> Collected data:
----

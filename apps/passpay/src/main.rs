use std::{path::PathBuf, sync::Arc};

use anyhow::{Context, Result};
use clap::Parser;
use shared::{
    domain::{FeeSponsorship, OnboardingPhase, Overlay, USDC_SYMBOL},
    error::WalletError,
    protocol::{SessionSnapshot, TransferPreview},
};
use tokio::sync::broadcast;
use tracing::{info, warn};
use tracing_subscriber::EnvFilter;
use wallet_core::{
    EstablishOptions, OnboardingController, OnboardingNotice, SessionStore,
    SimulatedTransferSubmitter,
};

mod biometrics;
mod config;

use biometrics::{ApprovalPolicy, SimulatedBiometricAuthenticator};
use config::load_settings;

#[derive(Parser, Debug)]
#[command(name = "passpay", about = "Gasless USDC wallet with biometric sign-in")]
struct Args {
    /// Settings file; defaults to ./passpay.toml when present.
    #[arg(long)]
    config: Option<PathBuf>,
    /// Ask on the terminal before every biometric prompt.
    #[arg(long, conflicts_with = "deny_biometrics")]
    interactive: bool,
    /// Behave as if the user dismissed every biometric prompt.
    #[arg(long)]
    deny_biometrics: bool,
    #[arg(long, requires = "amount")]
    send_to: Option<String>,
    #[arg(long, requires = "send_to")]
    amount: Option<String>,
    #[arg(long, requires = "receive_amount")]
    receive_from: Option<String>,
    #[arg(long, requires = "receive_from")]
    receive_amount: Option<String>,
    /// Disconnect the wallet before exiting.
    #[arg(long)]
    disconnect: bool,
}

impl Args {
    fn approval_policy(&self) -> ApprovalPolicy {
        if self.deny_biometrics {
            ApprovalPolicy::Deny
        } else if self.interactive {
            ApprovalPolicy::Interactive
        } else {
            ApprovalPolicy::AutoApprove
        }
    }
}

#[tokio::main]
async fn main() -> Result<()> {
    let args = Args::parse();
    let settings = load_settings(args.config.as_deref())?;

    let filter = EnvFilter::try_from_default_env()
        .or_else(|_| EnvFilter::try_new(&settings.log_filter))
        .context("invalid log filter")?;
    tracing_subscriber::fmt().with_env_filter(filter).init();

    let fee_sponsorship = settings.fee_sponsorship()?;
    let store = SessionStore::new_with_dependencies(
        settings.session_settings()?,
        Arc::new(SimulatedBiometricAuthenticator::new(
            args.approval_policy(),
            settings.biometric_latency(),
        )),
        Arc::new(SimulatedTransferSubmitter::new(settings.transfer_latency())),
    );
    let controller = OnboardingController::spawn(
        Arc::clone(&store),
        settings.dwell_timings(),
        EstablishOptions { fee_sponsorship },
    );

    let mut notices = controller.subscribe_notices();
    controller.start()?;
    if let Err(err) = follow_onboarding(&mut notices).await? {
        println!("Sign-in failed: {err}");
        if err.suggests_alternative() {
            println!("This device has no platform authenticator; try another device or browser.");
        }
        return Err(err).context("onboarding did not complete");
    }
    controller
        .wait_for_phase(OnboardingPhase::Dashboard)
        .await?;
    print_header(&store.snapshot());

    if let (Some(recipient), Some(amount)) = (&args.send_to, &args.amount) {
        controller.open_overlay(Overlay::Send)?;
        let sent = match store.preview_transfer(recipient, amount) {
            Ok(preview) => {
                print_preview(&preview);
                store.submit_transfer(recipient, amount).await
            }
            Err(err) => Err(err),
        };
        controller.close_overlay()?;
        match sent {
            Ok(receipt) => println!(
                "Sent {} {USDC_SYMBOL} to {}, signature {}",
                receipt.transaction.amount,
                receipt.transaction.counterparty_address.short(),
                receipt.confirmation_reference
            ),
            Err(err) => report_transfer_error("send", &err),
        }
    }

    if let (Some(sender), Some(amount)) = (&args.receive_from, &args.receive_amount) {
        controller.open_overlay(Overlay::Receive)?;
        let reference = format!("incoming_{}", shared::domain::TransactionId::new());
        let received = store.credit_incoming(sender, amount, reference);
        controller.close_overlay()?;
        match received {
            Ok(transaction) => println!(
                "Received {} {USDC_SYMBOL} from {}",
                transaction.amount,
                transaction.counterparty_address.short()
            ),
            Err(err) => report_transfer_error("receive", &err),
        }
    }

    println!("{}", serde_json::to_string_pretty(&store.snapshot())?);

    if args.disconnect {
        controller.disconnect()?;
        controller.wait_for_phase(OnboardingPhase::Intro).await?;
        println!("Wallet disconnected");
    }

    Ok(())
}

/// Prints phases as they are entered until the dashboard is reached or onboarding fails.
async fn follow_onboarding(
    notices: &mut broadcast::Receiver<OnboardingNotice>,
) -> Result<Result<(), WalletError>> {
    loop {
        match notices.recv().await {
            Ok(OnboardingNotice::PhaseChanged(phase)) => {
                println!("{}", describe_phase(phase));
                if phase == OnboardingPhase::Dashboard {
                    return Ok(Ok(()));
                }
            }
            Ok(OnboardingNotice::Failed(err)) => return Ok(Err(err)),
            Err(broadcast::error::RecvError::Lagged(skipped)) => {
                warn!(skipped, "onboarding notices lagged");
            }
            Err(broadcast::error::RecvError::Closed) => {
                anyhow::bail!("onboarding controller stopped unexpectedly")
            }
        }
    }
}

fn describe_phase(phase: OnboardingPhase) -> &'static str {
    match phase {
        OnboardingPhase::Intro => "Welcome to PassPay",
        OnboardingPhase::BiometricPrompt => "Touch the sensor to create your passkey...",
        OnboardingPhase::Provisioning => "Provisioning your smart wallet...",
        OnboardingPhase::Success => "Wallet ready",
        OnboardingPhase::Dashboard => "Dashboard",
    }
}

fn print_header(snapshot: &SessionSnapshot) {
    let Some(wallet) = &snapshot.wallet_identity else {
        return;
    };
    let gas = match snapshot.fee_sponsorship {
        Some(FeeSponsorship::Sponsored) => "sponsored",
        _ => "paid by wallet",
    };
    info!(wallet = %wallet, "wallet connected");
    println!(
        "{} | {} {USDC_SYMBOL} | gas {gas}",
        wallet.short(),
        snapshot.balance
    );
}

fn print_preview(preview: &TransferPreview) {
    println!("To:      {}", preview.recipient);
    println!("Amount:  {} {USDC_SYMBOL}", preview.amount);
    match preview.fee_sponsorship {
        FeeSponsorship::Sponsored => println!("Network fee: 0 (paymaster sponsors all transaction fees)"),
        FeeSponsorship::None => println!("Network fee: paid by this wallet"),
    }
    println!("Balance after: {} {USDC_SYMBOL}", preview.balance_after);
}

fn report_transfer_error(action: &str, err: &WalletError) {
    warn!(action, error = %err, code = ?err.code(), "transfer failed");
    println!("Could not {action}: {err}");
}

----

> What the task requires: Which lines above contain "WalletError"? Show each of them.

> Result for this task:
    error::WalletError,
) -> Result<Result<(), WalletError>> {
fn report_transfer_error(action: &str, err: &WalletError) {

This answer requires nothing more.